把主持人的臉換成尼古拉斯·凱奇(對應視頻幀)

這是因為當訓練深層神經網絡時,我們用的是來自網絡的靜態圖像。即便是尼古拉斯·凱奇這樣的公眾人物,他的大多數照片都是睜眼的,除非為了某種藝術效果,攝影師也不會公布明星的閉眼照。這意味著數據集中的圖像沒法表示眼球的自然運動方式。

既然數據集中幾乎沒有眨眼圖像,那麼Deepfake學會「眨眼」的概率就幾乎為零。但看到這裡也許有人會有疑問,之前的視頻中明明也出現了眨眼鏡頭,這個依據是不是不可信?這就要聯繫人類眨眼的頻率和速度。

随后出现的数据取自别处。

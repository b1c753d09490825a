//! Clap derive structures for the `dirplug` CLI.
//!
//! Defines the command tree, global flags, and shared value enums.

use std::path::PathBuf;

use clap::{Args, Parser, Subcommand, ValueEnum};

// ── Top-Level CLI ────────────────────────────────────────────────────

/// dirplug -- declarative plugin configuration for directory servers
#[derive(Debug, Parser)]
#[command(
    name = "dirplug",
    version,
    about = "Reconcile directory server plugins against a declarative manifest",
    long_about = "Plans and applies plugin configuration through the directory server's\n\
        configuration REST API.\n\n\
        Plugins declared in a manifest are created, adopted, or updated with\n\
        minimal LDAP-style modify operations. Plugins dropped from the manifest\n\
        are deleted, or forgotten when the server does not allow deleting them.",
    propagate_version = true,
    subcommand_required = true,
    arg_required_else_help = true
)]
pub struct Cli {
    #[command(flatten)]
    pub global: GlobalOpts,

    #[command(subcommand)]
    pub command: Command,
}

// ── Global Options ───────────────────────────────────────────────────

#[derive(Debug, Args)]
pub struct GlobalOpts {
    /// Server profile to use
    #[arg(long, short = 'p', env = "DIRPLUG_PROFILE", global = true)]
    pub profile: Option<String>,

    /// Server URL (overrides profile)
    #[arg(long, short = 's', env = "DIRPLUG_SERVER", global = true)]
    pub server: Option<String>,

    /// Bind user for basic auth (overrides profile)
    #[arg(long, short = 'u', env = "DIRPLUG_USERNAME", global = true)]
    pub username: Option<String>,

    /// Bind password (prefer the keyring; see `config set-password`)
    #[arg(long, env = "DIRPLUG_PASSWORD", global = true, hide_env_values = true)]
    pub password: Option<String>,

    /// Output format
    #[arg(
        long,
        short = 'o',
        env = "DIRPLUG_OUTPUT",
        default_value = "table",
        global = true
    )]
    pub output: OutputFormat,

    /// When to use color output
    #[arg(long, default_value = "auto", global = true)]
    pub color: ColorMode,

    /// Increase verbosity (-v, -vv, -vvv)
    #[arg(long, short = 'v', action = clap::ArgAction::Count, global = true)]
    pub verbose: u8,

    /// Suppress non-error output
    #[arg(long, short = 'q', global = true)]
    pub quiet: bool,

    /// Skip confirmation prompts
    #[arg(long, short = 'y', global = true)]
    pub yes: bool,

    /// Accept self-signed TLS certificates
    #[arg(long, short = 'k', env = "DIRPLUG_INSECURE", global = true)]
    pub insecure: bool,

    /// Request timeout in seconds (overrides profile)
    #[arg(long, env = "DIRPLUG_TIMEOUT", global = true)]
    pub timeout: Option<u64>,

    /// Local tracking file
    #[arg(long, env = "DIRPLUG_STATE", global = true)]
    pub state: Option<PathBuf>,
}

// ── Output & Color Enums ─────────────────────────────────────────────

#[derive(Debug, Clone, ValueEnum)]
pub enum OutputFormat {
    /// Pretty table (default, interactive)
    Table,
    /// Pretty-printed JSON
    Json,
    /// Compact single-line JSON
    JsonCompact,
    /// YAML
    Yaml,
    /// Plain text, one value per line (scripting)
    Plain,
}

#[derive(Debug, Clone, ValueEnum)]
pub enum ColorMode {
    /// Auto-detect (color if terminal is interactive)
    Auto,
    /// Always emit color codes
    Always,
    /// Never emit color codes
    Never,
}

// ── Top-Level Command Enum ───────────────────────────────────────────

#[derive(Debug, Subcommand)]
pub enum Command {
    /// Show what applying a manifest would change
    Plan(ManifestArgs),

    /// Converge the server to a manifest
    Apply(ManifestArgs),

    /// Show one plugin as the server reports it
    Show(ShowArgs),

    /// List plugins on the server
    #[command(alias = "ls")]
    List,

    /// Stop tracking a plugin without touching the server
    Forget(ForgetArgs),

    /// Describe the plugin variants this tool understands
    Variants(VariantsArgs),

    /// Manage CLI configuration and profiles
    Config(ConfigArgs),

    /// Generate shell completions
    Completions(CompletionsArgs),
}

// ── Command Arguments ────────────────────────────────────────────────

#[derive(Debug, Args)]
pub struct ManifestArgs {
    /// Manifest file (.toml, .yaml, .yml, or .json)
    #[arg(long, short = 'f')]
    pub file: PathBuf,
}

#[derive(Debug, Args)]
pub struct ShowArgs {
    /// Plugin name as the server knows it (e.g. "7-Bit Clean")
    pub id: String,
}

#[derive(Debug, Args)]
pub struct ForgetArgs {
    /// Plugin name to drop from local tracking
    pub id: String,
}

#[derive(Debug, Args)]
pub struct VariantsArgs {
    /// Variant name (e.g. "seven-bit-clean"); lists every variant when omitted
    pub name: Option<String>,
}

#[derive(Debug, Args)]
pub struct ConfigArgs {
    #[command(subcommand)]
    pub command: ConfigCommand,
}

#[derive(Debug, Subcommand)]
pub enum ConfigCommand {
    /// Interactive configuration wizard
    Init,

    /// Display current resolved configuration
    Show,

    /// Store the active profile's password in the system keyring
    SetPassword,
}

#[derive(Debug, Args)]
pub struct CompletionsArgs {
    /// Shell to generate completions for
    pub shell: clap_complete::Shell,
}
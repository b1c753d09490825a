//! Shared helpers for command handlers.

use std::io::IsTerminal;
use std::time::Duration;

use indicatif::{ProgressBar, ProgressStyle};

use crate::error::CliError;

/// Prompt for confirmation, auto-approving if `--yes` was passed.
///
/// Without a terminal to ask on, refuses instead of blocking.
pub fn confirm(message: &str, action: &str, yes_flag: bool) -> Result<bool, CliError> {
    if yes_flag {
        return Ok(true);
    }
    if !std::io::stdin().is_terminal() {
        return Err(CliError::NonInteractiveRequiresYes {
            action: action.into(),
        });
    }
    let confirmed = dialoguer::Confirm::new()
        .with_prompt(message)
        .default(false)
        .interact()
        .map_err(|e| CliError::Io(std::io::Error::other(e)))?;
    Ok(confirmed)
}

/// Spinner on stderr; hidden in quiet mode or when stderr is not a terminal.
pub fn spinner(quiet: bool) -> ProgressBar {
    if quiet || !std::io::stderr().is_terminal() {
        return ProgressBar::hidden();
    }
    let bar = ProgressBar::new_spinner();
    if let Ok(style) = ProgressStyle::with_template("{spinner} {msg}") {
        bar.set_style(style);
    }
    bar.enable_steady_tick(Duration::from_millis(100));
    bar
}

上面是真假視頻中人物的眨眼記錄,研究人員統計了所有視頻中的真人眨眼頻率,並框定了一個範圍,他們發現Deepfake視頻中假人的眨眼頻率遠低於這個範圍。

如何檢測眨眼?

有了上述發現,整個「打假」問題就可以被簡化為「眨眼檢測」問題。

論文作者開發了一種檢測視頻中人物何時眨眼的方法。更具體地說,他們引入了兩個神經網絡,其中第一個網絡先掃描視頻的每一幀,檢測其中是否包含人臉,如果有,自動定位到眼部。之後,第一個網絡把眼部截圖輸入第二個網絡,由它利用眼睛的外觀、幾何特徵和運動來判斷這是睜眼還是閉眼。

下面是第二個深層神經網絡LRCN的示意圖:

它包含三個模塊:特徵提取、序列學習和狀態預測。

其中特徵提取模塊(第二行)負責把輸入的眼部圖像轉成神經網絡可以「理解」的特徵,這是個基於VGG16架構的CNN。序列學習模塊(第三行)由RNN和LSTM構成,LSTM-RNN的使用是為了增加模型的信息存儲量,避免在使用隨時間反向傳播(BPTT)算法時出現梯度消失。最後一個模塊——狀態預測,由全連接層構成,它輸入LSTM的輸出,並用一個概率預測是睜眼(0)還是閉眼(1)。

根據實驗結果,LRCN的準確率高達95%。

當然,雖然論文只介紹了判斷眨眼頻率的方法,到這裡就結束了。但根據之前Siwei Lyu的介紹,他們團隊其實找到了一種更高效的技術,只是為了防止某些人惡意迭代Deepfake,這種方法暫時需要保密。

論文方法的缺陷

在接受媒體採訪時,Siwei Lyu自己也坦言,論文只提出了一種短期內的有效方法,它的「壽命」可能很短,破解方法也很簡單。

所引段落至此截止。